Ratmansky’s Act I is a tedious series of character presentations, with dancers popping out from behind fire-escape-like staircases to enact vignettes, then recede, return and repeat. The stepmother and stepsisters bicker, the drunken father stumbles pathetically, Cinderella meekly accepts abuse and neglect from all of them. These basics are established within the first few dances, thanks to a generally superb cast that included Diana Vishneva in the title role, Anastasia Petushkova as the stepmother, and Margarita Frolova and Ekaterina Ivannikova as the stepsisters – but the act drags on for another 40 minutes.

© Dave Morgan. (Click image for larger version)
Petushkova is a character actress par excellence, playing her character’s grotesqueries for laughs without ever stooping to crudeness. She and her daughters – who seem more misguided than malicious in this telling – showed their technical command in off-balance choreography that sends up classical ballet and hints at the contemporary angles realised more fully in Ratmansky’s 2005 ballet The Bolt. Ratmansky has a gift for choreographing comedy, and the dancers’ masterful timing elevated it above mere slapstick. As stepsister Kubishka (“Fat”), Ivannikova mustered surprisingly deft jumps while wearing a heavily padded costume.

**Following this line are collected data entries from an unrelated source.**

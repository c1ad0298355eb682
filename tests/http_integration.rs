use std::net::SocketAddr;
use std::sync::{Arc, Mutex};

use media_downloader::common::api::client::CoubClient;
use media_downloader::common::api::models::likes::LikesPage;
use media_downloader::common::error_log::ErrorLog;
use media_downloader::downloader::error::DownloadError;
use media_downloader::downloader::http::{HttpFetcher, MediaFetcher};
use media_downloader::downloader::{LikesDownloader, StopReason};
use tempfile::tempdir;
use tokio::io::{AsyncReadExt, AsyncWriteExt};
use tokio::net::TcpListener;

/// 收到的请求: 请求路径 + Cookie 头
#[derive(Debug, Clone)]
struct SeenRequest {
    path: String,
    cookie: Option<String>,
}

struct Reply {
    status: u16,
    body: Vec<u8>,
}

impl Reply {
    fn json(status: u16, body: &str) -> Self {
        Self {
            status,
            body: body.as_bytes().to_vec(),
        }
    }
}

fn reason(status: u16) -> &'static str {
    match status {
        200 => "OK",
        401 => "Unauthorized",
        404 => "Not Found",
        _ => "Error",
    }
}

/// 本地 HTTP 桩：每个连接只处理一个请求，回复后关闭
async fn start_stub<F>(route: F) -> (SocketAddr, Arc<Mutex<Vec<SeenRequest>>>)
where
    F: Fn(&str, SocketAddr) -> Reply + Send + Sync + 'static,
{
    let listener = TcpListener::bind("127.0.0.1:0").await.unwrap();
    let addr = listener.local_addr().unwrap();
    let seen = Arc::new(Mutex::new(Vec::new()));
    let log = seen.clone();

    tokio::spawn(async move {
        loop {
            let Ok((mut socket, _)) = listener.accept().await else {
                break;
            };

            let mut head = Vec::new();
            let mut buf = [0u8; 1024];
            while !head.windows(4).any(|w| w == b"\r\n\r\n") {
                match socket.read(&mut buf).await {
                    Ok(0) | Err(_) => break,
                    Ok(n) => head.extend_from_slice(&buf[..n]),
                }
            }
            let head = String::from_utf8_lossy(&head).into_owned();
            let mut lines = head.lines();
            let path = lines
                .next()
                .and_then(|line| line.split_whitespace().nth(1))
                .unwrap_or("/")
                .to_string();
            let cookie = lines
                .find(|line| line.to_ascii_lowercase().starts_with("cookie:"))
                .map(|line| line["cookie:".len()..].trim().to_string());
            log.lock().unwrap().push(SeenRequest {
                path: path.clone(),
                cookie,
            });

            let reply = route(&path, addr);
            let header = format!(
                "HTTP/1.1 {} {}\r\nContent-Type: application/json\r\nContent-Length: {}\r\nConnection: close\r\n\r\n",
                reply.status,
                reason(reply.status),
                reply.body.len()
            );
            let _ = socket.write_all(header.as_bytes()).await;
            let _ = socket.write_all(&reply.body).await;
            let _ = socket.shutdown().await;
        }
    });

    (addr, seen)
}

fn likes_page_json(addr: SocketAddr, ids: &[u64]) -> String {
    let coubs: Vec<String> = ids
        .iter()
        .map(|id| {
            format!(
                r#"{{"id": {id}, "title": "clip {id}", "file_versions": {{"share": {{"default": "http://{addr}/media/{id}.mp4"}}}}}}"#
            )
        })
        .collect();
    format!(r#"{{"page": 1, "total_pages": 2, "coubs": [{}]}}"#, coubs.join(","))
}

#[tokio::test]
async fn test_likes_walk_pages_until_empty_with_cookie() {
    let (addr, seen) = start_stub(|path, addr| {
        if path.starts_with("/api/v2/timeline/likes") {
            if path.ends_with("&page=1") {
                Reply::json(200, &likes_page_json(addr, &[1, 2]))
            } else if path.ends_with("&page=2") {
                Reply::json(200, &likes_page_json(addr, &[3]))
            } else {
                Reply::json(200, r#"{"page": 3, "coubs": []}"#)
            }
        } else if let Some(name) = path.strip_prefix("/media/") {
            Reply::json(200, &format!("bytes of {}", name))
        } else {
            Reply::json(404, "")
        }
    })
    .await;

    let dir = tempdir().unwrap();
    let client = CoubClient::with_base_url("abc", "tok", &format!("http://{}/api/v2", addr)).unwrap();
    let fetcher = HttpFetcher::new(reqwest::Client::new());
    let mut error_log = ErrorLog::in_dir(dir.path()).unwrap();

    let summary = LikesDownloader::new(&client, &fetcher, dir.path())
        .run(&mut error_log)
        .await;

    assert!(summary.is_complete());
    assert_eq!(summary.pages_requested, 3);
    assert_eq!(summary.downloaded, 3);

    let requests = seen.lock().unwrap().clone();
    let page_requests: Vec<&SeenRequest> = requests
        .iter()
        .filter(|r| r.path.starts_with("/api/v2/timeline/likes"))
        .collect();
    assert_eq!(page_requests.len(), 3);
    for request in &page_requests {
        assert_eq!(
            request.cookie.as_deref(),
            Some("_coub_session=abc; remember_token=tok")
        );
    }

    for id in 1..=3 {
        let saved = std::fs::read_to_string(dir.path().join(format!("clip {}.mp4", id))).unwrap();
        assert_eq!(saved, format!("bytes of {}.mp4", id));
    }
}

#[tokio::test]
async fn test_unauthorized_page_is_transport_error() {
    let (addr, _) = start_stub(|_, _| Reply::json(401, r#"{"error": "unauthorized"}"#)).await;
    let client = CoubClient::with_base_url("expired", "tok", &format!("http://{}/api/v2", addr)).unwrap();

    match client.fetch_likes_page(1).await {
        LikesPage::TransportError(error) => assert!(error.is_auth_failure()),
        other => panic!("期望 TransportError, 实际 {:?}", other),
    }
}

#[tokio::test]
async fn test_malformed_body_is_transport_error_not_empty() {
    let (addr, _) = start_stub(|_, _| Reply::json(200, "<html>login</html>")).await;
    let client = CoubClient::with_base_url("abc", "tok", &format!("http://{}/api/v2", addr)).unwrap();

    match client.fetch_likes_page(1).await {
        LikesPage::TransportError(error) => assert!(!error.is_auth_failure()),
        other => panic!("期望 TransportError, 实际 {:?}", other),
    }
}

#[tokio::test]
async fn test_unauthorized_stops_likes_run() {
    let (addr, seen) = start_stub(|_, _| Reply::json(403, "")).await;
    let dir = tempdir().unwrap();
    let client = CoubClient::with_base_url("abc", "tok", &format!("http://{}/api/v2", addr)).unwrap();
    let fetcher = HttpFetcher::new(reqwest::Client::new());
    let mut error_log = ErrorLog::in_dir(dir.path()).unwrap();

    let summary = LikesDownloader::new(&client, &fetcher, dir.path())
        .run(&mut error_log)
        .await;

    assert!(matches!(
        summary.stop_reason,
        StopReason::TransportError { page: 1, .. }
    ));
    assert_eq!(seen.lock().unwrap().len(), 1);
}

#[tokio::test]
async fn test_http_fetcher_streams_body_to_disk() {
    let (addr, _) = start_stub(|path, _| match path {
        "/file.mp4" => Reply {
            status: 200,
            body: vec![7u8; 200_000],
        },
        _ => Reply::json(404, "missing"),
    })
    .await;
    let dir = tempdir().unwrap();
    let fetcher = HttpFetcher::new(reqwest::Client::new());

    let output = dir.path().join("file.mp4");
    let written = fetcher
        .fetch_to_file(&format!("http://{}/file.mp4", addr), &output)
        .await
        .unwrap();
    assert_eq!(written, 200_000);
    assert_eq!(std::fs::read(&output).unwrap(), vec![7u8; 200_000]);

    let missing = dir.path().join("missing.mp4");
    let result = fetcher
        .fetch_to_file(&format!("http://{}/missing.mp4", addr), &missing)
        .await;
    assert!(matches!(result, Err(DownloadError::BadStatus { status: 404, .. })));
    assert!(!missing.exists());
}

For her part, Vishneva was as lyrical as ever in a role that was created on her, but she came alive only when Konstantin Zverev’s prince arrived midway through Act II. It was a long time to wait for the show to get started, but eureka! Suddenly we understood what all the fuss was about. Cinderella’s unfolding elegance and the prince’s down-to-earth dash met in the middle, and it mattered little that their dancing was a grand pas post-classique when action was badly needed. Zverev’s clarity and ballon, paired with Vishneva’s liquid strength, infused purpose into every phrase and energized the ballet through to the final curtain.

© Dave Morgan. (Click image for larger version)

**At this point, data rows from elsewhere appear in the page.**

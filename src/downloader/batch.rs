use std::path::{Path, PathBuf};
use std::time::Duration;

use tracing::{debug, info, warn};

use super::single::run_task;
use crate::common::error_log::ErrorLog;
use crate::common::models::{BatchResult, DownloadTask, MediaFormat, MediaKind};
use crate::common::utils::{FormatTool, is_valid_url};
use crate::extractor::MediaExtractor;
use crate::extractor::models::ProbeInfo;
use crate::extractor::options::{ExtractorOptions, ProbeOptions};
use crate::{log_error, log_info, log_warning};

/// 从文本文件读取链接，逐条下载
///
/// 单条链接失败只会写入错误日志，不会中断整个批次。
pub struct BatchDownloader<'a> {
    extractor: &'a dyn MediaExtractor,
    out_dir: PathBuf,
    format: MediaFormat,
    cookie_file: Option<PathBuf>,
    delay: Duration,
}

/// 文件中的一行
#[derive(Debug, Clone, PartialEq, Eq)]
pub enum UrlLine<'s> {
    Ignored,
    Invalid(&'s str),
    Url(&'s str),
}

/// 空行和 # 注释忽略；不以 http(s):// 开头的视为无效
pub fn classify_line(raw: &str) -> UrlLine<'_> {
    let line = raw.trim();
    if line.is_empty() || line.starts_with('#') {
        UrlLine::Ignored
    } else if is_valid_url(line) {
        UrlLine::Url(line)
    } else {
        UrlLine::Invalid(line)
    }
}

impl<'a> BatchDownloader<'a> {
    pub fn new(extractor: &'a dyn MediaExtractor, out_dir: impl AsRef<Path>, format: MediaFormat) -> Self {
        Self {
            extractor,
            out_dir: out_dir.as_ref().to_path_buf(),
            format,
            cookie_file: None,
            delay: Duration::from_secs(1),
        }
    }

    pub fn with_cookie_file(mut self, cookie_file: Option<PathBuf>) -> Self {
        self.cookie_file = cookie_file;
        self
    }

    pub fn with_delay(mut self, delay: Duration) -> Self {
        self.delay = delay;
        self
    }

    /// 读取文件并处理；文件不存在时只提示，不报错
    pub async fn run_file(&self, path: &Path, error_log: &mut ErrorLog) -> BatchResult {
        let content = match tokio::fs::read_to_string(path).await {
            Ok(content) => content,
            Err(e) => {
                if e.kind() == std::io::ErrorKind::NotFound {
                    log_error!("文件未找到: {}", path.display());
                } else {
                    log_error!("无法读取文件: {} ({})", path.display(), e);
                }
                return BatchResult::default();
            }
        };
        self.run_lines(&content, error_log).await
    }

    pub async fn run_lines(&self, content: &str, error_log: &mut ErrorLog) -> BatchResult {
        let mut result = BatchResult::default();

        if let Err(e) = tokio::fs::create_dir_all(&self.out_dir).await {
            let msg = format!("无法创建输出目录 {}: {}", self.out_dir.display(), e);
            log_error!("{}", msg);
            error_log.append(&msg);
            result.record_failure(msg);
            return result;
        }

        for (index, raw) in content.lines().enumerate() {
            let index = index + 1;
            let tag = FormatTool::line_tag(index);

            let url = match classify_line(raw) {
                UrlLine::Ignored => continue,
                UrlLine::Invalid(line) => {
                    log_warning!("{} Skipped (invalid URL): {}", tag, line);
                    continue;
                }
                UrlLine::Url(url) => url,
            };

            result.total_urls += 1;
            log_info!("{} Process: {}", tag, url);

            let downloaded = self.process_url(index, url, &mut result, error_log).await;
            if downloaded > 0 {
                result.succeeded_urls += 1;
            }
            result.total_items_downloaded += downloaded;
            log_info!("{} Download Count: {}", tag, downloaded);

            if !self.delay.is_zero() {
                tokio::time::sleep(self.delay).await;
            }
        }

        info!("{}", result);
        result
    }

    /// 处理一条链接，返回成功下载的条目数
    async fn process_url(
        &self,
        index: usize,
        url: &str,
        result: &mut BatchResult,
        error_log: &mut ErrorLog,
    ) -> usize {
        let probe_options = ProbeOptions::default().with_cookie_file(self.cookie_file.as_deref());
        // 解析失败不算错误，按单条处理
        let info = match self.extractor.probe(url, &probe_options).await {
            Ok(info) => Some(info),
            Err(e) => {
                debug!("{} 元数据解析失败: {}", FormatTool::line_tag(index), e);
                None
            }
        };

        match info {
            Some(info) if info.is_carousel() => {
                self.download_carousel(index, &info, result, error_log).await
            }
            _ => self.download_single_item(index, url, result, error_log).await,
        }
    }

    fn options_for(&self, kind: MediaKind, template: String) -> ExtractorOptions {
        let options = match self.format {
            MediaFormat::Mp3 => ExtractorOptions::audio(template),
            MediaFormat::Mp4 => ExtractorOptions::for_kind(kind, template),
        };
        options
            .single_item()
            .with_cookie_file(self.cookie_file.as_deref())
    }

    fn fail(&self, message: String, result: &mut BatchResult, error_log: &mut ErrorLog) {
        log_error!("{}", message);
        error_log.append(&message);
        result.record_failure(message);
    }

    async fn download_carousel(
        &self,
        index: usize,
        info: &ProbeInfo,
        result: &mut BatchResult,
        error_log: &mut ErrorLog,
    ) -> usize {
        let tag = FormatTool::line_tag(index);
        let entries = info.entries();
        let total = entries.len();
        let mut downloaded = 0;

        for (sub_index, entry) in entries.iter().enumerate() {
            let sub_index = sub_index + 1;
            let Some(entry) = entry else {
                continue;
            };
            let Some(entry_url) = entry.download_url() else {
                continue;
            };

            let kind = entry.kind();
            let template = format!("{:02}-{}-%(id)s-%(title)s.%(ext)s", index, sub_index);
            let task = DownloadTask::new(entry_url, self.format, &self.out_dir, template);
            let options = self.options_for(kind, task.output_path_template());

            log_info!(
                "  -> Downloading Carousel ({}/{}) [{:?}]: {}",
                sub_index,
                total,
                kind,
                entry_url
            );
            match run_task(self.extractor, &task, &options).await {
                Ok(()) => downloaded += 1,
                Err(e) => self.fail(
                    format!("{} Carousel Download Fail ({}): {}", tag, entry_url, e),
                    result,
                    error_log,
                ),
            }
        }

        downloaded
    }

    async fn download_single_item(
        &self,
        index: usize,
        url: &str,
        result: &mut BatchResult,
        error_log: &mut ErrorLog,
    ) -> usize {
        let tag = FormatTool::line_tag(index);
        let template = format!("{:02}-%(id)s-%(title)s.%(ext)s", index);
        let task = DownloadTask::new(url, self.format, &self.out_dir, template);

        if self.format.is_audio() {
            let options = self.options_for(MediaKind::Video, task.output_path_template());
            return match run_task(self.extractor, &task, &options).await {
                Ok(()) => 1,
                Err(e) => {
                    self.fail(format!("{} MP3 Download Fail ({}): {}", tag, url, e), result, error_log);
                    0
                }
            };
        }

        let video_options = self.options_for(MediaKind::Video, task.output_path_template());
        let video_err = match run_task(self.extractor, &task, &video_options).await {
            Ok(()) => return 1,
            Err(e) => e,
        };
        warn!("{} Video Download Fail: {}", tag, video_err);
        log_warning!("{} Video Download Fail: {}", tag, video_err);

        // 视频失败后只再试一次图片
        let photo_options = self.options_for(MediaKind::Photo, task.output_path_template());
        match run_task(self.extractor, &task, &photo_options).await {
            Ok(()) => 1,
            Err(photo_err) => {
                self.fail(
                    format!(
                        "{} VIDEO/IMG FAIL ({}): video_err={} | photo_err={}",
                        tag, url, video_err, photo_err
                    ),
                    result,
                    error_log,
                );
                0
            }
        }
    }
}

Swirling around them were a substantial corps cast in a reimagined big-band ballroom scene, where they executed waltzes and tangos as readily as the swim and the Madison. In fright wigs, face paint and crop-top unitards, Vasily Tkachenko, Konstantin Ivkin and Andrey Soloviev went for broke as three of the four seasons; only Alexey Popov as Summer seemed to hold back, and no one could fault him for having second thoughts about performing in his risible getup.
Cinderella continues at Cal Performances through the weekend, then travels to Los Angeles for the tour’s final stop. It’s been to London, Edinburgh, New York, Washington DC. Now that it’s made the rounds, the Mariinsky can feel comfortable leaving it at home.